To do: The lines to be set down run from the line containing "assert_eq!(cached.len(), 1);" through the final line of the data below; print them exactly and print nothing else.

[Stored data entries]
[Start of Attachment]

//! On-disk side of the download manifest: one JSON file per package
//! destination directory.

use std::fs;
use std::path::{Path, PathBuf};

use tracing::{debug, info};

use bf_core::manifest::{self, CacheVerdict, DownloadManifest, MANIFEST_FILE_NAME, RemotePackage};
use bf_core::Error;

pub fn manifest_path(dest_dir: &Path) -> PathBuf {
    dest_dir.join(MANIFEST_FILE_NAME)
}

/// Missing, unreadable and corrupt manifests all read as `None`.
pub fn read_manifest(dest_dir: &Path) -> Option<DownloadManifest> {
    let path = manifest_path(dest_dir);
    let contents = match fs::read_to_string(&path) {
        Ok(contents) => contents,
        Err(e) => {
            debug!(path = %path.display(), error = %e, "no readable manifest");
            return None;
        }
    };
    let parsed = DownloadManifest::from_json(&contents);
    if parsed.is_none() {
        debug!(path = %path.display(), "ignoring corrupt manifest");
    }
    parsed
}

/// Replaces the manifest wholesale via a temporary file and rename.
pub fn write_manifest(dest_dir: &Path, manifest: &DownloadManifest) -> Result<(), Error> {
    fs::create_dir_all(dest_dir).map_err(|e| Error::fs(dest_dir, e))?;
    let path = manifest_path(dest_dir);
    let json = manifest.to_json().map_err(|e| Error::fs(&path, e))?;

    let tmp = path.with_extension(format!("json.tmp.{}", std::process::id()));
    fs::write(&tmp, json).map_err(|e| Error::fs(&tmp, e))?;
    if let Err(e) = fs::rename(&tmp, &path) {
        let _ = fs::remove_file(&tmp);
        return Err(Error::fs(&path, e));
    }
    Ok(())
}

pub fn check_if_up_to_date(
    dest_dir: &Path,
    package_name: &str,
    remote_version: &str,
    remote_shasum: Option<&str>,
) -> CacheVerdict {
    let manifest = read_manifest(dest_dir);
    let verdict = manifest::evaluate(
        manifest.as_ref(),
        RemotePackage {
            name: package_name,
            version: remote_version,
            shasum: remote_shasum,
        },
        |dir| dir.is_dir(),
    );
    info!(
        package = package_name,
        up_to_date = verdict.is_up_to_date(),
        reason = %verdict.reason(),
        "cache check"
    );
    verdict
}

/// Deletes the manifest and the extraction it points at. Returns whether
/// anything was removed.
pub fn clear_cache(dest_dir: &Path) -> Result<bool, Error> {
    let mut removed = false;
    if let Some(manifest) = read_manifest(dest_dir)
        && manifest.extraction_dir.starts_with(dest_dir)
        && manifest.extraction_dir.is_dir()
    {
        fs::remove_dir_all(&manifest.extraction_dir)
            .map_err(|e| Error::fs(&manifest.extraction_dir, e))?;
        removed = true;
    }
    let path = manifest_path(dest_dir);
    if path.exists() {
        fs::remove_file(&path).map_err(|e| Error::fs(&path, e))?;
        removed = true;
    }
    Ok(removed)
}

/// A cached package as listed by `binforge cache status`.
#[derive(Debug, Clone, PartialEq, Eq)]
pub struct CachedPackage {
    pub tool_id: String,
    pub manifest: DownloadManifest,
}

/// Every tool directory under `sources_root` holding a readable manifest,
/// sorted by tool id.
pub fn list_cached(sources_root: &Path) -> Result<Vec<CachedPackage>, Error> {
    let entries = match fs::read_dir(sources_root) {
        Ok(entries) => entries,
        Err(e) if e.kind() == std::io::ErrorKind::NotFound => return Ok(Vec::new()),
        Err(e) => return Err(Error::fs(sources_root, e)),
    };

    let mut cached = Vec::new();
    for entry in entries {
        let entry = entry.map_err(|e| Error::fs(sources_root, e))?;
        if !entry.path().is_dir() {
            continue;
        }
        if let Some(manifest) = read_manifest(&entry.path()) {
            cached.push(CachedPackage {
                tool_id: entry.file_name().to_string_lossy().into_owned(),
                manifest,
            });
        }
    }
    cached.sort_by(|a, b| a.tool_id.cmp(&b.tool_id));
    Ok(cached)
}

#[cfg(test)]
mod tests {
    use super::*;
    use chrono::Utc;
    use tempfile::TempDir;

    fn manifest_for(dest: &Path, version: &str, shasum: Option<&str>) -> DownloadManifest {
        DownloadManifest {
            package_name: "@openai/codex".to_string(),
            version: version.to_string(),
            shasum: shasum.map(str::to_string),
            tarball_url: "https://registry.npmjs.org/@openai/codex/-/codex-1.0.0.tgz".to_string(),
            extracted_at: Utc::now(),
            extraction_dir: dest.join("source"),
        }
    }

    #[test]
    fn written_manifest_reads_back_identically() {
        let tmp = TempDir::new().unwrap();
        let m = manifest_for(tmp.path(), "1.0.0", Some("abc"));
        write_manifest(tmp.path(), &m).unwrap();

        assert_eq!(read_manifest(tmp.path()), Some(m));
    }

    #[test]
    fn round_trip_then_check_is_up_to_date() {
        let tmp = TempDir::new().unwrap();
        let m = manifest_for(tmp.path(), "1.0.0", Some("abc"));
        fs::create_dir_all(&m.extraction_dir).unwrap();
        write_manifest(tmp.path(), &m).unwrap();

        let verdict = check_if_up_to_date(tmp.path(), "@openai/codex", "1.0.0", Some("abc"));
        assert!(verdict.is_up_to_date(), "{}", verdict.reason());
    }

    #[test]
    fn corrupt_manifest_means_download() {
        let tmp = TempDir::new().unwrap();
        fs::write(manifest_path(tmp.path()), "{not json").unwrap();

        let verdict = check_if_up_to_date(tmp.path(), "@openai/codex", "1.0.0", None);
        assert!(!verdict.is_up_to_date());
        assert_eq!(verdict.reason(), "no usable manifest");
    }

    #[test]
    fn deleted_extraction_invalidates_cache() {
        let tmp = TempDir::new().unwrap();
        let m = manifest_for(tmp.path(), "1.0.0", Some("abc"));
        write_manifest(tmp.path(), &m).unwrap();

        let verdict = check_if_up_to_date(tmp.path(), "@openai/codex", "1.0.0", Some("abc"));
        assert!(verdict.reason().contains("missing"));
    }

    #[test]
    fn clear_removes_manifest_and_sources() {
        let tmp = TempDir::new().unwrap();
        let m = manifest_for(tmp.path(), "1.0.0", None);
        fs::create_dir_all(&m.extraction_dir).unwrap();
        fs::write(m.extraction_dir.join("cli.js"), "x").unwrap();
        write_manifest(tmp.path(), &m).unwrap();

        assert!(clear_cache(tmp.path()).unwrap());
        assert!(!m.extraction_dir.exists());
        assert!(!manifest_path(tmp.path()).exists());
        assert!(!clear_cache(tmp.path()).unwrap());
    }

    #[test]
    fn clear_never_touches_directories_outside_dest() {
        let tmp = TempDir::new().unwrap();
        let outside = TempDir::new().unwrap();
        let mut m = manifest_for(tmp.path(), "1.0.0", None);
        m.extraction_dir = outside.path().to_path_buf();
        write_manifest(tmp.path(), &m).unwrap();

        clear_cache(tmp.path()).unwrap();
        assert!(outside.path().exists());
    }

    #[test]
    fn list_cached_skips_dirs_without_manifest() {
        let tmp = TempDir::new().unwrap();
        let codex = tmp.path().join("codex");
        write_manifest(&codex, &manifest_for(&codex, "1.0.0", None)).unwrap();
        fs::create_dir_all(tmp.path().join("empty")).unwrap();

        let cached = list_cached(tmp.path()).unwrap();
        assert_eq!(cached.len(), 1);
        assert_eq!(cached[0].tool_id, "codex");
        assert!(list_cached(&tmp.path().join("nope")).unwrap().is_empty());
    }
}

[End of Attachment]

Reply to the exercise:
        assert_eq!(cached.len(), 1);
        assert_eq!(cached[0].tool_id, "codex");
        assert!(list_cached(&tmp.path().join("nope")).unwrap().is_empty());
    }
}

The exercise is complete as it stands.